The records =>

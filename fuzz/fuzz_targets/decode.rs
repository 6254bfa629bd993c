#![no_main]
use libfuzzer_sys::fuzz_target;

fuzz_target!(|data: &[u8]| {
    // The decoder must degrade to null on arbitrary input, never panic.
    let _ = bplist::decode(data);
});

Exercise brief => Please return all of the entries exactly as they were given.

Task answer =>
filename fuzz/fuzz_targets/decode.rs
repository 6254bfa629bd993c
#![no_main]
use libfuzzer_sys::fuzz_target;

fuzz_target!(|data: &[u8]| {
    // The decoder must degrade to null on arbitrary input, never panic.
    let _ = bplist::decode(data);
});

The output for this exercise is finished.